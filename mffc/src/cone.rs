//! Cone and support collection over a dereferenced node.
//!
//! After [`deref_node`](crate::refs::deref_node) the fanout counts describe the network with the root
//! removed: every node of its MFFC has a count of zero, and every node the cone
//! reads from the outside still has a positive count. Collection walks down
//! from the root and splits what it reaches into the cone (collected in
//! post-order, root last) and its support (the boundary it stops at).
//! Collection never touches the counts.

use log::trace;

use crate::config::MffcConfig;
use crate::node::NodeId;
use crate::refs::{RefWalk, Traversal};
use crate::traits::Network;

/// The nodes of an MFFC and the boundary feeding it.
#[derive(Clone, Debug, Default, PartialEq, Eq)]
pub struct ConeSupport {
    /// Internal nodes of the cone, every node after the cone nodes it reads from. The root comes last.
    pub cone: Vec<NodeId>,
    /// Leaves, and internal nodes still used outside the cone, in discovery order.
    pub support: Vec<NodeId>,
}

#[derive(Clone, Copy, Debug, PartialEq, Eq)]
enum Boundary {
    /// Stamp and record boundary nodes.
    Record,
    /// Leave boundary nodes unstamped.
    Skip,
}

struct Collector {
    boundary: Boundary,
    limit: usize,
    expanded: usize,
    found: ConeSupport,
}

impl Collector {
    fn new(boundary: Boundary, cut_limit: Option<usize>) -> Self {
        Self {
            boundary,
            limit: cut_limit.unwrap_or(usize::MAX),
            expanded: 0,
            found: ConeSupport::default(),
        }
    }

    /// Returns true when `node` is to be expanded as a cone node.
    fn enter<N: Network + ?Sized>(&mut self, net: &mut N, node: NodeId, topmost: bool) -> bool {
        if net.is_trav_id_current(node) {
            return false;
        }
        if !topmost && (net.is_leaf(node) || net.fanout_count(node) > 0) {
            if self.boundary == Boundary::Record {
                net.set_trav_id_current(node);
                self.found.support.push(node);
            }
            return false;
        }
        // Past the cut, nodes stay unvisited and are not promoted to support.
        if self.expanded >= self.limit {
            return false;
        }
        net.set_trav_id_current(node);
        self.expanded += 1;
        true
    }

    fn visit_rec<N: Network + ?Sized>(&mut self, net: &mut N, node: NodeId, topmost: bool) {
        if !self.enter(net, node, topmost) {
            return;
        }
        for index in 0..net.fanin_count(node) {
            let fanin = net.fanin(node, index).node();
            self.visit_rec(net, fanin, false);
        }
        self.found.cone.push(node);
    }

    fn visit_iter<N: Network + ?Sized>(&mut self, net: &mut N, root: NodeId) {
        if !self.enter(net, root, true) {
            return;
        }
        let mut stack = vec![(root, 0)];
        while let Some(frame) = stack.last_mut() {
            let (node, next) = *frame;
            if next < net.fanin_count(node) {
                frame.1 += 1;
                let fanin = net.fanin(node, next).node();
                if self.enter(net, fanin, false) {
                    stack.push((fanin, 0));
                }
            } else {
                stack.pop();
                self.found.cone.push(node);
            }
        }
    }

    fn run<N: Network + ?Sized>(mut self, net: &mut N, root: NodeId, traversal: Traversal) -> ConeSupport {
        net.increment_trav_id();
        match traversal {
            Traversal::Recursive => self.visit_rec(net, root, true),
            Traversal::Iterative => self.visit_iter(net, root),
        }
        self.found
    }
}

/// Collect the cone and support of a dereferenced `root`.
///
/// `cut_limit` caps the number of cone nodes. Once the cap is reached, the
/// fanins of nodes still being expanded are left unvisited: they appear in
/// neither the cone nor the support. The node the cut falls on is not stamped
/// either, so a later walk in the same generation can still reach it.
///
/// A leaf has no cone; the result is empty.
pub fn collect_cone_support<N: Network + ?Sized>(
    net: &mut N,
    root: NodeId,
    cut_limit: Option<usize>,
    traversal: Traversal,
) -> ConeSupport {
    if net.is_leaf(root) {
        return ConeSupport::default();
    }
    Collector::new(Boundary::Record, cut_limit).run(net, root, traversal)
}

/// Collect the cone and support of a dereferenced `root`.
///
/// The caller dereferences `root` beforehand and references it afterwards.
pub fn cone_and_support<N: Network + ?Sized>(net: &mut N, root: NodeId) -> ConeSupport {
    collect_cone_support(net, root, None, Traversal::Recursive)
}

/// Collect at most `limit` cone nodes of a dereferenced `root`, and the support met on the way.
///
/// The support is not completed past the cut; see [`collect_cone_support`].
pub fn cone_and_support_with_cut<N: Network + ?Sized>(net: &mut N, root: NodeId, limit: usize) -> ConeSupport {
    collect_cone_support(net, root, Some(limit), Traversal::Recursive)
}

/// Dereference `root`, collect its cone and support under `config`, and reference it back.
///
/// # Panics
///
/// Panics if the fanout counts below `root` are inconsistent.
pub fn mffc<N: Network + ?Sized>(net: &mut N, root: NodeId, config: &MffcConfig) -> ConeSupport {
    if net.is_leaf(root) || net.fanin_count(root) == 0 {
        return ConeSupport::default();
    }
    let walk = config.walk();
    let deref_size = walk.deref(net, root);
    let found = collect_cone_support(net, root, config.cut_limit, config.traversal);
    let ref_size = walk.reference(net, root);
    assert_eq!(deref_size, ref_size, "unbalanced fanout counts below {}", root);
    trace!("mffc of {}: cone {}, support {}", root, found.cone.len(), found.support.len());
    found
}

/// Collect the cone of `root` as if every node of `leaves` had one more consumer.
///
/// The protected nodes never join the cone. Counts are restored on return.
///
/// # Panics
///
/// Panics if the fanout counts below `root` are inconsistent.
pub fn mffc_inside<N: Network + ?Sized>(
    net: &mut N,
    root: NodeId,
    leaves: &[NodeId],
    traversal: Traversal,
) -> Vec<NodeId> {
    if net.is_leaf(root) {
        return Vec::new();
    }
    for &leaf in leaves {
        net.fanouts_mut().increment(leaf);
    }
    let walk = RefWalk::new().traversal(traversal);
    let deref_size = walk.deref(net, root);
    let found = Collector::new(Boundary::Record, None).run(net, root, traversal);
    let ref_size = walk.reference(net, root);
    assert_eq!(deref_size, ref_size, "unbalanced fanout counts below {}", root);
    for &leaf in leaves {
        net.fanouts_mut().decrement(leaf);
    }
    found.cone
}

/// Collect the cone of `root`, restoring counts on return.
///
/// # Panics
///
/// Panics if the fanout counts below `root` are inconsistent.
pub fn mffc_inside_collect<N: Network + ?Sized>(net: &mut N, root: NodeId, traversal: Traversal) -> Vec<NodeId> {
    mffc_inside(net, root, &[], traversal)
}

/// Stamp the cone of `root` with a fresh traversal generation and return its size.
///
/// Unlike [`cone_and_support`], the boundary is left unstamped, so afterwards
/// [`Network::is_trav_id_current`] holds for exactly the cone nodes. When
/// `nodes` is given, the cone is appended to it in post-order.
///
/// # Panics
///
/// Panics if the fanout counts below `root` are inconsistent.
pub fn mffc_label<N: Network + ?Sized>(
    net: &mut N,
    root: NodeId,
    nodes: Option<&mut Vec<NodeId>>,
    traversal: Traversal,
) -> usize {
    if net.is_leaf(root) {
        return 0;
    }
    let walk = RefWalk::new().traversal(traversal);
    let deref_size = walk.deref(net, root);
    let found = Collector::new(Boundary::Skip, None).run(net, root, traversal);
    let ref_size = walk.reference(net, root);
    assert_eq!(deref_size, ref_size, "unbalanced fanout counts below {}", root);
    if let Some(nodes) = nodes {
        nodes.extend(found.cone);
    }
    deref_size
}

#[cfg(test)]
mod tests {
    use super::{
        collect_cone_support, cone_and_support, cone_and_support_with_cut, mffc, mffc_inside, mffc_inside_collect,
        mffc_label, ConeSupport,
    };
    use crate::aig::Aig;
    use crate::config::MffcConfig;
    use crate::node::{Edge, NodeId};
    use crate::refs::{deref_node, ref_node, Traversal};
    use crate::traits::Network;

    /// `root = (l1 & l2) & (l2 & l3)`, with `l2` also driving an output.
    fn shared_leaf_tree() -> (Aig, [NodeId; 6]) {
        let mut aig = Aig::new();
        let l1 = aig.push_input();
        let l2 = aig.push_input();
        let l3 = aig.push_input();
        let a = aig.push_and(l1, l2);
        let b = aig.push_and(l2, l3);
        let root = aig.push_and(a, b);
        aig.push_output(root);
        aig.push_output(l2);
        (aig, [l1, l2, l3, a, b, root].map(Edge::node))
    }

    #[test]
    fn cone_and_support_of_shared_leaf_tree() {
        let (mut aig, [l1, l2, l3, a, b, root]) = shared_leaf_tree();
        let before = aig.fanouts().clone();

        assert_eq!(deref_node(&mut aig, root), 3);
        let found = cone_and_support(&mut aig, root);
        assert_eq!(ref_node(&mut aig, root), 3);

        assert_eq!(found.cone, vec![a, b, root]);
        assert_eq!(found.support, vec![l1, l2, l3]);
        assert_eq!(&before, aig.fanouts());
    }

    /// `root = a & b`, `a = x & y`, `b = a & z`.
    fn reconvergent() -> (Aig, [NodeId; 6]) {
        let mut aig = Aig::new();
        let x = aig.push_input();
        let y = aig.push_input();
        let z = aig.push_input();
        let a = aig.push_and(x, y);
        let b = aig.push_and(a, z);
        let root = aig.push_and(a, b);
        aig.push_output(root);
        (aig, [x, y, z, a, b, root].map(Edge::node))
    }

    #[test]
    fn reconvergent_node_used_only_inside_is_cone() {
        let (mut aig, [x, y, z, a, b, root]) = reconvergent();

        let found = mffc(&mut aig, root, &MffcConfig::new());
        assert_eq!(found.cone, vec![a, b, root]);
        assert_eq!(found.support, vec![x, y, z]);
    }

    #[test]
    fn internal_node_with_outside_consumer_is_support() {
        let (mut aig, [_, _, _, a, b, root]) = reconvergent();
        aig.push_output(Edge::from(b));

        // `b` is kept alive by the output, and keeps `a` alive in turn.
        let found = mffc(&mut aig, root, &MffcConfig::new());
        assert_eq!(found.cone, vec![root]);
        assert_eq!(found.support, vec![a, b]);
    }

    #[test]
    fn partition_covers_reachable_nodes() {
        let (mut aig, [l1, l2, l3, a, b, root]) = shared_leaf_tree();
        let ConeSupport { cone, support } = mffc(&mut aig, root, &MffcConfig::new());

        for node in [l1, l2, l3, a, b, root] {
            let places = usize::from(cone.contains(&node)) + usize::from(support.contains(&node));
            assert_eq!(places, 1, "{} is in {} places", node, places);
        }
    }

    #[test]
    fn requery_is_idempotent() {
        let (mut aig, [.., root]) = shared_leaf_tree();

        deref_node(&mut aig, root);
        let first = cone_and_support(&mut aig, root);
        let second = cone_and_support(&mut aig, root);
        ref_node(&mut aig, root);

        assert_eq!(first, second);
    }

    #[test]
    fn cut_limit_truncates_without_backfilling_support() {
        let (mut aig, [l1, l2, _, _, _, root]) = shared_leaf_tree();

        deref_node(&mut aig, root);
        let found = cone_and_support_with_cut(&mut aig, root, 1);
        ref_node(&mut aig, root);

        // Only the root is expanded; its fanins are left out of both lists.
        assert_eq!(found.cone, vec![root]);
        assert!(found.support.is_empty());
        assert!(!found.support.contains(&l1) && !found.support.contains(&l2));
    }

    #[test]
    fn cut_limit_keeps_support_met_before_the_cut() {
        let (mut aig, [l1, l2, l3, a, b, root]) = shared_leaf_tree();

        deref_node(&mut aig, root);
        let found = cone_and_support_with_cut(&mut aig, root, 2);
        ref_node(&mut aig, root);

        // `a` takes the second slot, `b` is cut off along with `l3`.
        assert_eq!(found.cone, vec![a, root]);
        assert_eq!(found.support, vec![l1, l2]);
        assert!(!found.cone.contains(&b));
        assert!(!found.support.contains(&l3));
        assert!(!aig.is_trav_id_current(b));
    }

    #[test]
    fn cut_limit_zero_collects_nothing() {
        let (mut aig, [.., root]) = shared_leaf_tree();

        deref_node(&mut aig, root);
        let found = cone_and_support_with_cut(&mut aig, root, 0);
        ref_node(&mut aig, root);

        assert_eq!(found, ConeSupport::default());
    }

    #[test]
    fn cut_limit_above_cone_size_changes_nothing() {
        let (mut aig, [.., root]) = shared_leaf_tree();

        let full = mffc(&mut aig, root, &MffcConfig::new());
        let cut = mffc(&mut aig, root, &MffcConfig::new().with_cut_limit(16));
        assert_eq!(full, cut);
    }

    #[test]
    fn iterative_collection_matches_recursive() {
        let (mut aig, [.., root]) = shared_leaf_tree();

        deref_node(&mut aig, root);
        for limit in [None, Some(0), Some(1), Some(2), Some(3)] {
            let recursive = collect_cone_support(&mut aig, root, limit, Traversal::Recursive);
            let iterative = collect_cone_support(&mut aig, root, limit, Traversal::Iterative);
            assert_eq!(recursive, iterative, "cut limit {:?}", limit);
        }
        ref_node(&mut aig, root);
    }

    #[test]
    fn leaf_root_has_empty_cone() {
        let (mut aig, [l1, ..]) = shared_leaf_tree();

        assert_eq!(cone_and_support(&mut aig, l1), ConeSupport::default());
        assert_eq!(mffc(&mut aig, l1, &MffcConfig::new()), ConeSupport::default());
        assert!(mffc_inside_collect(&mut aig, l1, Traversal::Recursive).is_empty());
        assert_eq!(mffc_label(&mut aig, l1, None, Traversal::Iterative), 0);
    }

    #[test]
    fn protected_leaves_stay_out_of_the_cone() {
        let (mut aig, [_, _, _, a, b, root]) = shared_leaf_tree();
        let before = aig.fanouts().clone();

        for traversal in [Traversal::Recursive, Traversal::Iterative] {
            assert_eq!(mffc_inside_collect(&mut aig, root, traversal), vec![a, b, root]);
            assert_eq!(mffc_inside(&mut aig, root, &[a], traversal), vec![b, root]);
            assert_eq!(mffc_inside(&mut aig, root, &[a, b], traversal), vec![root]);
            assert_eq!(&before, aig.fanouts());
        }
    }

    #[test]
    fn label_marks_cone_only() {
        let (mut aig, [l1, l2, l3, a, b, root]) = shared_leaf_tree();
        for traversal in [Traversal::Recursive, Traversal::Iterative] {
            let mut nodes = Vec::new();

            assert_eq!(mffc_label(&mut aig, root, Some(&mut nodes), traversal), 3);
            assert_eq!(nodes, vec![a, b, root]);
            for node in [a, b, root] {
                assert!(aig.is_trav_id_current(node));
            }
            for node in [l1, l2, l3] {
                assert!(!aig.is_trav_id_current(node));
            }
        }
    }
}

▶ [HOW TO COMPLETE THIS TASK]
The answer should consist solely of the lines from the first line above through the one with "Collection walks down", both included, repeated exactly.

▶ [WRITTEN ANSWER]
filename mffc/src/cone.rs
//! Cone and support collection over a dereferenced node.
//!
//! After [`deref_node`](crate::refs::deref_node) the fanout counts describe the network with the root
//! removed: every node of its MFFC has a count of zero, and every node the cone
//! reads from the outside still has a positive count. Collection walks down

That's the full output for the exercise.